La niebla espesa y negra como el tizón de repente se abrió bajo nuestros pies y vimos la superficie del agua a menos de treinta metros de distancia, azotando la costa pedregosa y formando espuma.

—Mierda… —exclamó Key—. Bueno, puede que esta sea nuestra última oportunidad y también la mejor, así que voy a aterrizar. No quiero correr el riesgo de que acabemos hundidos en el agua. Ni siquiera con los chalecos salvavidas y el bote duraríamos demasiado: la temperatura del agua en estas latitudes es de un grado bajo cero. Ojalá pudiese ver algo ahí donde poder hacerla aterrizar…

Vartan volvía a estar inmerso en su mapa.

—¿Esta es una de las «Islas de Cuatro Montañas»? —le preguntó a Key—. Aquí dice que una de ellas mide mil ochocientos metros.

Key consultó la lectura del GPS y asintió, al tiempo que se le iluminaba la mirada.

—Chuginadak —contestó—. Y detrás de ella está el volcán Carlisle, el lugar de nacimiento del pueblo aleutiano, el lugar donde siguen todavía las cuevas de las momias.

—Entonces —dijo Vartan—, el espacio que se abre entre ambas ¿está resguardado por las montañas?

Vartan se estaba tomando todo aquello con mucha más paciencia y buen humor de lo que yo habría imaginado. A pesar de que íbamos bien equipados con chaquetas térmicas que repelían el agua, casi nos calamos hasta los huesos con las olas que nos llegaban a la altura del muslo tratando de amarrar a Becky en un lugar seguro entre las rocas. Nos secamos como pudimos con las toallas una vez de nuevo en el interior de la avioneta y nos pusimos la ropa seca que logramos sacar de las mochilas.

La tormenta —una «suave», según Key— sólo duró seis horas. Todo ese tiempo permanecimos encerrados en una cabina acompañados por el aullido del viento y olas de hasta cinco metros de altura, rodeados de una implacable lluvia de piedras, guijarros, arena y vegetación de la tundra que, entre bramidos pugnaba por abrirse paso hacia el interior del aparato. Sin embargo, aquello nos dio ocasión para reconsiderar nuestro plan: si volvíamos a una isla que acabábamos de pasar, podíamos llenar nuestros depósitos de combustible otra vez en la pista de aterrizaje de Nikolski, junto al agua. Además, al verse bajo el volcán de aquella manera, Key tuvo ocasión de admitir que si en otra ocasión nos encontrásemos en un apuro semejante, tal vez aceptase revelar nuestra tapadera y nuestra posición, al menos el tiempo suficiente para llamar a un vulcanólogo o a un experto en fauna y flora por su radio para solicitar su ayuda.

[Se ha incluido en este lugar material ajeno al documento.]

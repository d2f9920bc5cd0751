//! 物料类型枚举

use mill_errors::AppError;
use serde::{Deserialize, Serialize};
use std::fmt;
use std::str::FromStr;

/// 物料类型
///
/// 封闭选择集，过滤时按字符串精确匹配
#[derive(Debug, Clone, Copy, PartialEq, Eq, Hash, Serialize, Deserialize)]
#[serde(rename_all = "lowercase")]
pub enum MaterialType {
    /// 面料
    Fabric,
    /// 牛仔
    Jeans,
    /// 棉
    Cotton,
}

impl MaterialType {
    pub fn as_str(&self) -> &'static str {
        match self {
            MaterialType::Fabric => "fabric",
            MaterialType::Jeans => "jeans",
            MaterialType::Cotton => "cotton",
        }
    }
}

impl fmt::Display for MaterialType {
    fn fmt(&self, f: &mut fmt::Formatter<'_>) -> fmt::Result {
        f.write_str(self.as_str())
    }
}

impl FromStr for MaterialType {
    type Err = AppError;

    fn from_str(s: &str) -> Result<Self, Self::Err> {
        match s {
            "fabric" => Ok(MaterialType::Fabric),
            "jeans" => Ok(MaterialType::Jeans),
            "cotton" => Ok(MaterialType::Cotton),
            other => Err(AppError::validation(format!(
                "unknown material_type: {}",
                other
            ))),
        }
    }
}
//! 行与实体转换

use mill_common::AuditInfo;
use mill_errors::{AppError, AppResult};

use crate::domain::entities::{Material, Supplier};
use crate::domain::enums::MaterialType;
use crate::domain::value_objects::{MaterialId, SupplierId};

use super::rows::{MaterialRow, SupplierRow};

/// materials 行 → 实体
pub fn material_from_row(row: MaterialRow) -> AppResult<Material> {
    // 存储中的类型取值不合法说明数据被绕过服务写入过
    let material_type = row
        .material_type
        .parse::<MaterialType>()
        .map_err(|_| AppError::database(format!("非法的物料类型: {}", row.material_type)))?;

    Ok(Material::from_parts(
        MaterialId::from_uuid(row.id),
        row.material_code,
        row.material_name,
        material_type,
        row.material_buy_price,
        row.supplier_id.map(SupplierId::from_uuid),
        AuditInfo::from_parts(row.created_at, row.updated_at),
    ))
}

/// suppliers 行 → 只读模型
pub fn supplier_from_row(row: SupplierRow) -> Supplier {
    Supplier {
        id: SupplierId::from_uuid(row.id),
        name: row.name,
        display_name: row.display_name,
        created_at: row.created_at,
        lang: row.lang,
        website: row.website,
        job_title: row.job_title,
        partner_type: row.partner_type,
        street: row.street,
        street2: row.street2,
        city: row.city,
        zip: row.zip,
        latitude: row.latitude,
        longitude: row.longitude,
        email: row.email,
        phone: row.phone,
        is_company: row.is_company,
        commercial_parent_id: row.commercial_parent_id.map(SupplierId::from_uuid),
        commercial_company_name: row.commercial_company_name,
    }
}
//! mill-telemetry - 可观测性库

use tracing_subscriber::{EnvFilter, layer::SubscriberExt, util::SubscriberInitExt};

/// 初始化 tracing
pub fn init_tracing(log_level: &str) {
    let filter = EnvFilter::try_from_default_env().unwrap_or_else(|_| EnvFilter::new(log_level));

    tracing_subscriber::registry()
        .with(filter)
        .with(tracing_subscriber::fmt::layer())
        .init();
}

/// 初始化 JSON 格式的 tracing（生产环境）
pub fn init_tracing_json(log_level: &str) {
    let filter = EnvFilter::try_from_default_env().unwrap_or_else(|_| EnvFilter::new(log_level));

    tracing_subscriber::registry()
        .with(filter)
        .with(tracing_subscriber::fmt::layer().json())
        .init();
}
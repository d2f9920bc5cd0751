//! Service library

pub mod api;
pub mod application;
pub mod domain;
pub mod infrastructure;
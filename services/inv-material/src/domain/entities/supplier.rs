//! 供应商只读模型

use chrono::{DateTime, Utc};
use serde::{Deserialize, Serialize};

use crate::domain::value_objects::SupplierId;

/// 供应商
///
/// 外部主数据，生命周期独立于本服务。
/// 本服务只在序列化时联查，从不创建、修改或删除
#[derive(Debug, Clone, Serialize, Deserialize)]
pub struct Supplier {
    /// 供应商 ID
    pub id: SupplierId,
    /// 名称
    pub name: String,
    /// 显示名
    pub display_name: String,
    /// 创建时间
    pub created_at: DateTime<Utc>,
    /// 语言
    pub lang: Option<String>,
    /// 网站
    pub website: Option<String>,
    /// 职务
    pub job_title: Option<String>,
    /// 伙伴类型
    pub partner_type: Option<String>,
    /// 街道
    pub street: Option<String>,
    /// 街道 2
    pub street2: Option<String>,
    /// 城市
    pub city: Option<String>,
    /// 邮编
    pub zip: Option<String>,
    /// 纬度
    pub latitude: Option<f64>,
    /// 经度
    pub longitude: Option<f64>,
    /// 邮箱
    pub email: Option<String>,
    /// 电话
    pub phone: Option<String>,
    /// 是否公司
    pub is_company: bool,
    /// 商业母体 ID
    pub commercial_parent_id: Option<SupplierId>,
    /// 商业公司名
    pub commercial_company_name: Option<String>,
}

—¿Cómo no se me ocurrió pensar en este lugar? —se preguntó Key a sí misma en voz alta, justo después de despegar de Nikolski a primera hora de la mañana del sábado.

Era la única aldea de aquella zona, tal como Vartan y yo acabábamos de descubrir, en haber sobrevivido intacta tras la promulgación de la Ley de Arbitraje de las Reclamaciones de los Indígenas de Alaska para la restitución de tierras. Y Key, con rasgos más que evidentes de ser descendiente de alguna tribu, había aparecido allí justo antes del alba, bajando de los cielos en un polvo de estrellas como un ave autóctona y exótica, desaparecida hacía tiempo, que sorprende a propios y extraños habiendo sobrevivido a la extinción.

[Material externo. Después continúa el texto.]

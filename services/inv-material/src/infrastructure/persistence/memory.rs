//! In-memory repository implementation
//!
//! 测试与本地开发用，契约语义与 PostgreSQL 实现一致

use std::collections::HashMap;

use async_trait::async_trait;
use mill_errors::{AppError, AppResult};
use tokio::sync::RwLock;

use crate::domain::entities::{Material, MaterialFilter, Supplier};
use crate::domain::repositories::{MaterialRepository, SupplierRepository};
use crate::domain::value_objects::{MaterialId, SupplierId};

/// 内存物料仓储
///
/// Vec 保持插入顺序，对应列表查询的稳定顺序
#[derive(Default)]
pub struct InMemoryMaterialRepository {
    store: RwLock<Vec<Material>>,
}

impl InMemoryMaterialRepository {
    pub fn new() -> Self {
        Self::default()
    }
}

#[async_trait]
impl MaterialRepository for InMemoryMaterialRepository {
    async fn find_by_id(&self, id: &MaterialId) -> AppResult<Option<Material>> {
        let store = self.store.read().await;
        Ok(store.iter().find(|m| m.id() == id).cloned())
    }

    async fn save(&self, material: &Material) -> AppResult<()> {
        self.store.write().await.push(material.clone());
        Ok(())
    }

    async fn update(&self, material: &Material) -> AppResult<()> {
        let mut store = self.store.write().await;
        let pos = store
            .iter()
            .position(|m| m.id() == material.id())
            .ok_or_else(|| AppError::not_found("Material not found"))?;
        store[pos] = material.clone();
        Ok(())
    }

    async fn delete(&self, id: &MaterialId) -> AppResult<()> {
        let mut store = self.store.write().await;
        let pos = store
            .iter()
            .position(|m| m.id() == id)
            .ok_or_else(|| AppError::not_found("Material not found"))?;
        store.remove(pos);
        Ok(())
    }

    async fn list(&self, filter: MaterialFilter) -> AppResult<Vec<Material>> {
        let store = self.store.read().await;
        let items = store
            .iter()
            .filter(|m| match &filter.material_type {
                Some(material_type) => m.material_type().as_str() == material_type,
                None => true,
            })
            .cloned()
            .collect();
        Ok(items)
    }

    async fn ping(&self) -> AppResult<()> {
        Ok(())
    }
}

/// 内存供应商仓储
///
/// 供应商生命周期在服务之外，这里只提供预置数据的查询
#[derive(Default)]
pub struct InMemorySupplierRepository {
    suppliers: RwLock<HashMap<SupplierId, Supplier>>,
}

impl InMemorySupplierRepository {
    pub fn new() -> Self {
        Self::default()
    }

    /// 预置供应商
    pub async fn seed(&self, supplier: Supplier) {
        self.suppliers
            .write()
            .await
            .insert(supplier.id.clone(), supplier);
    }
}

#[async_trait]
impl SupplierRepository for InMemorySupplierRepository {
    async fn find_by_id(&self, id: &SupplierId) -> AppResult<Option<Supplier>> {
        Ok(self.suppliers.read().await.get(id).cloned())
    }
}
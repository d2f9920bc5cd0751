//! Persistence layer

mod converters;
mod memory;
mod postgres;
mod rows;

pub use memory::{InMemoryMaterialRepository, InMemorySupplierRepository};
pub use postgres::{connect, PostgresMaterialRepository, PostgresSupplierRepository};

Los lugareños no sólo nos agasajaron con un opíparo desayuno y nos colmaron de regalos (anguilas rebozadas y tótems pintados a mano y labrados con nuestros animales totémicos particulares), sino que dieron a Key un mapa dibujado a mano en el que aparecían todas las ensenadas escondidas y dotadas con lugares recónditos junto al agua para poder repostar (abiertos únicamente a los tramperos, cazadores y pescadores nativos), desde allí hasta Attu, al final de la cadena de islas.